Validated clinical decision rules on neuroimaging are not available for children who are evaluated more than 24 h after a minor head trauma. We compared clinically important traumatic brain injuries in children who presented with a minor head trauma within or after 24 h.
This was a retrospective analysis of patients aged 0-17 years, who were evaluated for minor head traumas by five paediatric emergency departments in Northern Italy between January 2019 and June 2020. Children with clinically important traumatic brain injuries were divided into those who had presented within and after 24 h.
The study comprised 5981 children (59.9% boys), with a median age of 2 years, including 243 (4.1%) who had presented more than 24 h after their minor head trauma. Neuroimaging was performed on 448 (7.5%) patients and the time of presentation had no impact on the rates of clinically important traumatic brain injuries. Multiple logistic regression did not show any association between clinically important traumatic brain injuries and late presentation.
Delayed presentation to a paediatric emergency department after a minor head trauma did not alter the risk of clinically important traumatic brain injuries and the same neuroimaging rules could apply.

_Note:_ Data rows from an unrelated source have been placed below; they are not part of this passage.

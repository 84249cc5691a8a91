use std::collections::BTreeMap;

use crate::ConfigError;

/// Flat `config_settings` mapping handed over by the build front end.
pub type ConfigSettings = BTreeMap<String, String>;

pub const EXCLUDE_TESTS: &str = "exclude-tests";

const RECOGNIZED: &[&str] = &[EXCLUDE_TESTS];

/// Caller settings after validation.
#[derive(Clone, Copy, Debug, Default, PartialEq, Eq)]
pub struct BuildSettings {
    pub exclude_tests: bool,
}

impl BuildSettings {
    /// Validate the raw front-end settings.
    ///
    /// `exclude-tests` is a flag: it must be present with an empty value or
    /// absent. Any other key is rejected.
    ///
    /// # Errors
    ///
    /// Returns a configuration error for unrecognized keys or a non-empty
    /// `exclude-tests` value.
    pub fn from_config_settings(settings: &ConfigSettings) -> Result<Self, ConfigError> {
        let unknown: Vec<String> = settings
            .keys()
            .filter(|key| !RECOGNIZED.contains(&key.as_str()))
            .cloned()
            .collect();
        if !unknown.is_empty() {
            return Err(ConfigError::UnknownSettings { keys: unknown });
        }

        let exclude_tests = match settings.get(EXCLUDE_TESTS) {
            None => false,
            Some(value) if value.is_empty() => true,
            Some(value) => {
                return Err(ConfigError::UnexpectedSettingValue {
                    key: EXCLUDE_TESTS.to_string(),
                    value: value.clone(),
                })
            }
        };
        Ok(Self { exclude_tests })
    }
}

#[cfg(test)]
mod tests {
    use super::*;

    fn settings(pairs: &[(&str, &str)]) -> ConfigSettings {
        pairs
            .iter()
            .map(|(k, v)| ((*k).to_string(), (*v).to_string()))
            .collect()
    }

    #[test]
    fn empty_settings_do_not_exclude_tests() {
        let parsed = BuildSettings::from_config_settings(&settings(&[])).unwrap();
        assert!(!parsed.exclude_tests);
    }

    #[test]
    fn exclude_tests_flag_without_value() {
        let parsed =
            BuildSettings::from_config_settings(&settings(&[("exclude-tests", "")])).unwrap();
        assert!(parsed.exclude_tests);
    }

    #[test]
    fn exclude_tests_with_value_is_rejected() {
        let err = BuildSettings::from_config_settings(&settings(&[("exclude-tests", "yes")]))
            .unwrap_err();
        assert_eq!(
            err,
            ConfigError::UnexpectedSettingValue {
                key: "exclude-tests".to_string(),
                value: "yes".to_string(),
            }
        );
    }

    #[test]
    fn unknown_keys_are_rejected_together() {
        let err = BuildSettings::from_config_settings(&settings(&[
            ("exclude-tests", ""),
            ("python_tag", "cp311"),
            ("color", "1"),
        ]))
        .unwrap_err();
        assert_eq!(
            err,
            ConfigError::UnknownSettings {
                keys: vec!["color".to_string(), "python_tag".to_string()],
            }
        );
    }
}
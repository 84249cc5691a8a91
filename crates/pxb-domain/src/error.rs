use std::io;
use std::path::PathBuf;

/// Problems with the project's configuration that the user must fix.
///
/// These are never retried; front ends surface the message as-is.
#[derive(Debug, thiserror::Error, PartialEq, Eq)]
pub enum ConfigError {
    #[error("unrecognized config settings: {}", keys.join(", "))]
    UnknownSettings { keys: Vec<String> },
    #[error("config setting `{key}` shouldn't have a value (got '{value}')")]
    UnexpectedSettingValue { key: String, value: String },
    #[error("pyproject.toml is missing required field `{field}`")]
    MissingField { field: &'static str },
    #[error("pyproject.toml field `{field}` is invalid: {reason}")]
    InvalidField { field: String, reason: String },
    #[error("version '{version}' is not a valid PEP 440 version: {reason}")]
    InvalidVersion { version: String, reason: String },
    #[error("wheel tags must be exactly three non-empty strings (got {tags:?})")]
    InvalidTags { tags: Vec<String> },
    #[error("file filter reference must look like 'module:callable' (got '{reference}')")]
    MalformedHookReference { reference: String },
    #[error("file filter '{reference}' is not registered with this backend")]
    UnknownHook { reference: String },
    #[error("SOURCE_DATE_EPOCH must be a non-negative integer (got '{value}')")]
    InvalidSourceDateEpoch { value: String },
    #[error("package source root '{}' does not exist", path.display())]
    MissingSourceRoot { path: PathBuf },
    #[error("prepared metadata at '{}' does not match the project metadata", path.display())]
    StaleMetadata { path: PathBuf },
}

/// The project descriptor could not be read or parsed.
#[derive(Debug, thiserror::Error)]
pub enum DescriptorError {
    #[error("failed to read {}", path.display())]
    Read {
        path: PathBuf,
        #[source]
        source: io::Error,
    },
    #[error("failed to parse {}", path.display())]
    Parse {
        path: PathBuf,
        #[source]
        source: toml_edit::TomlError,
    },
}

#[derive(Debug, thiserror::Error)]
pub enum ResolveError {
    #[error(transparent)]
    Config(#[from] ConfigError),
    #[error(transparent)]
    Descriptor(#[from] DescriptorError),
}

对于在轻微头部外伤后 24 小时以上接受评估的儿童,尚无经过验证的神经影像学临床决策规则。我们比较了在轻微头部外伤后 24 小时内或之后就诊的儿童中具有临床意义的创伤性脑损伤。
这是一项回顾性分析,纳入了 2019 年 1 月至 2020 年 6 月期间意大利北部 5 个儿科急诊部评估的 0-17 岁儿童,这些儿童因轻微头部外伤就诊。将具有临床意义的创伤性脑损伤患儿分为在 24 小时内和之后就诊的患儿。
该研究共纳入 5981 例儿童(59.9%为男孩),中位年龄为 2 岁,其中 243 例(4.1%)在轻微头部外伤后 24 小时以上就诊。448 例(7.5%)患儿接受了神经影像学检查,就诊时间对具有临床意义的创伤性脑损伤发生率没有影响。多因素逻辑回归未显示具有临床意义的创伤性脑损伤与延迟就诊之间存在任何关联。
轻微头部外伤后到儿科急诊就诊时间延迟不会改变具有临床意义的创伤性脑损伤风险,可适用相同的神经影像学规则。